Pulled it out of the nursery pot and into a box today. The roots seemed good and plentiful! I did remove that one crossing root in first pic. It's leaning a bit in the second pic. That has been fixed.

I'm hoping for a flush of growth at some point this year, then some light pruning in Fall. We'll see what happens!

IMG_20210321_141212.jpg
IMG_20210321_141713.jpg
 
I have another question... I haven't moved this tree in a couple months since repotting into a box, but the side that's away from the sun is getting a lot of orange needles. I thought it was due to the repotting, but I recently noticed the sunny side looks much better.

Should I be regularly rotating the tree so it gets sun everywhere? If so, how often?
 
I searched and found someone giving advice to rotate a tree weekly to get sun. Is this normal?
 
Yes.
If it were me, at this point I’d definitely be rotating 180 degrees once a week as a minimum, twice is even better if you have the time.....please do that now, or risk the back being thinner then the front by fall.
cheers
DSD sends
 
Yes.
If it were me, at this point I’d definitely be rotating 180 degrees once a week as a minimum, twice is even better if you have the time.....please do that now, or risk the back being thinner then the front by fall.
cheers
DSD sends
I have not been rotating but will start today. Thank you!
 
No worries. On another note, you may have the nebari buried a bit too deep, but this could be the photo impression I’m seeing too.

Some folks start by burying the nebari just a bit too deep on the first root cut back, then scrape that extra bit of the surface media off after they are sure the tree is responding positively. This action avoids a higher layer of roots forming, above the present nebari, complicating the situation next time you work the roots.

Just a thought.
Cheers
DSD sends
 
No worries. On another note, you may have the nebari buried a bit too deep, but this could be the photo impression I’m seeing too.

Some folks start by burying the nebari just a bit too deep on the first root cut back, then scrape that extra bit of the surface media off after they are sure the tree is responding positively.
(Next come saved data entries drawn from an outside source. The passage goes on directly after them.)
use crate::config::{CounterSinkKind, LikeStrategy};
use crate::config::Config;
use crate::error::Result;
use tracing::{info, warn};

/// Validates the configuration and provides warnings/suggestions
pub struct ConfigValidator {
    config: Config,
}

impl ConfigValidator {
    pub fn new(config: Config) -> Self {
        Self { config }
    }

    /// Validate the entire configuration
    pub fn validate(&self) -> Result<ValidationReport> {
        let mut report = ValidationReport::new();

        self.validate_strategy(&mut report);
        self.validate_broker(&mut report);
        self.validate_counter_cache(&mut report);
        self.validate_relation_cache(&mut report);

        Ok(report)
    }

    fn validate_strategy(&self, report: &mut ValidationReport) {
        let service = &self.config.like_service;
        report.add_info(format!("Like strategy: {}", service.strategy.as_str()));

        if service.lock.wait_ms >= service.lock.lease_ms {
            report.add_warning(format!(
                "Lock wait ({}ms) is not shorter than the lease ({}ms). \
                A waiter may acquire a lock that expired under a slow holder.",
                service.lock.wait_ms, service.lock.lease_ms
            ));
        }

        match service.strategy {
            LikeStrategy::AtomicScript => {
                if self.config.ledger_sync.interval_ms / 1000 > service.ledger_slice_secs {
                    report.add_warning(format!(
                        "Ledger sync interval ({}ms) is longer than a slice ({}s). \
                        Slices will accumulate before being drained.",
                        self.config.ledger_sync.interval_ms, service.ledger_slice_secs
                    ));
                }
            }
            LikeStrategy::LockedTransaction | LikeStrategy::EventSourced => {
                if self.config.ledger_sync.always_enabled {
                    report.add_info(
                        "Ledger sync runs although the atomic-script strategy is not active"
                            .to_string(),
                    );
                }
            }
        }

        if !self.config.reconciliation.enabled {
            report.add_warning(
                "Reconciliation is disabled. Lost events will not be compensated.".to_string(),
            );
        }
    }

    fn validate_broker(&self, report: &mut ValidationReport) {
        let broker = &self.config.broker;

        if broker.like_topic == broker.counter_topic {
            report.add_error(format!(
                "Like events and counter records share the topic '{}'",
                broker.like_topic
            ));
        }
        if broker.dead_letter.topic == broker.like_topic {
            report.add_error("Dead letter topic must differ from the like topic".to_string());
        }
        if broker.dead_letter.max_redeliver_count == 0 {
            report.add_warning(
                "max_redeliver_count is 0. A single failure dead-letters a message.".to_string(),
            );
        }
        if broker.dead_letter.storage == "memory" {
            report.add_warning(
                "Dead letters are kept in memory and are lost on restart".to_string(),
            );
        }
        if broker.batch.max_messages > 10_000 {
            report.add_warning(format!(
                "Batch size {} is large. One slow transaction delays the whole batch.",
                broker.batch.max_messages
            ));
        }
    }

    fn validate_counter_cache(&self, report: &mut ValidationReport) {
        let counter = &self.config.counter_cache;

        if counter.ttl_secs * 1000 < counter.flush_interval_ms {
            report.add_warning(format!(
                "Counter ttl ({}s) is shorter than the flush interval ({}ms). \
                Idle windows stay in memory until the next flush.",
                counter.ttl_secs, counter.flush_interval_ms
            ));
        }
        if counter.sink == CounterSinkKind::Kv {
            report.add_info("Counter values are written directly to Redis".to_string());
        }
    }

    fn validate_relation_cache(&self, report: &mut ValidationReport) {
        let cache = &self.config.relation_cache;
        if cache.enabled && cache.max_entries == 0 {
            report.add_error("Relation cache is enabled with max_entries 0".to_string());
        }
        if cache.enabled && cache.hot_threshold == 0 {
            report.add_warning("hot_threshold 0 caches every subject".to_string());
        }
    }
}

/// Report of validation results
#[derive(Debug, Default)]
pub struct ValidationReport {
    pub errors: Vec<String>,
    pub warnings: Vec<String>,
    pub info: Vec<String>,
}

impl ValidationReport {
    fn new() -> Self {
        Self::default()
    }

    fn add_error(&mut self, error: String) {
        self.errors.push(error);
    }

    fn add_warning(&mut self, warning: String) {
        self.warnings.push(warning);
    }

    fn add_info(&mut self, info: String) {
        self.info.push(info);
    }

    /// Check if configuration is valid (no errors)
    pub fn is_valid(&self) -> bool {
        self.errors.is_empty()
    }

    /// Print the validation report
    pub fn print(&self) {
        if !self.errors.is_empty() {
            warn!("Configuration validation errors:");
            for error in &self.errors {
                warn!("  ❌ {}", error);
            }
        }

        if !self.warnings.is_empty() {
            warn!("Configuration warnings:");
            for warning in &self.warnings {
                warn!("  ⚠️  {}", warning);
            }
        }

        if !self.info.is_empty() {
            info!("Configuration info:");
            for info in &self.info {
                info!("  ℹ️  {}", info);
            }
        }

        if self.is_valid() {
            info!("✅ Configuration validation passed");
        }
    }
}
This action avoids a higher layer of roots forming, above the present nebari, complicating the situation next time you work the roots.

Just a thought.
Cheers
DSD sends
If you look at the pic with the bare roots showing, you can see the trunk has a weird "knee" like it was folded over on itself when it was very young. There isn't really any good nebari to develop at this point. There was a crossing root (seen in root pic) that I tried to bend straight, but it broke at the trunk so I removed it entirely. If I bring the soil level down, it will really show that knee. Not really sure what to do about it other than cover it up. Maybe the roots will develop more and I can show more of it when I repot in 2023?

Thanks though! I appreciate any advice I can get!
 
New growth at the candles! I'm kinda wondering if I should have pruned some of the top candles to discourage vertical growth. Is it too late to cut at least a couple of the tops ones as an experiment??? There is a cluster of 3 at the very apex that have not yet pushed needles, but are about to.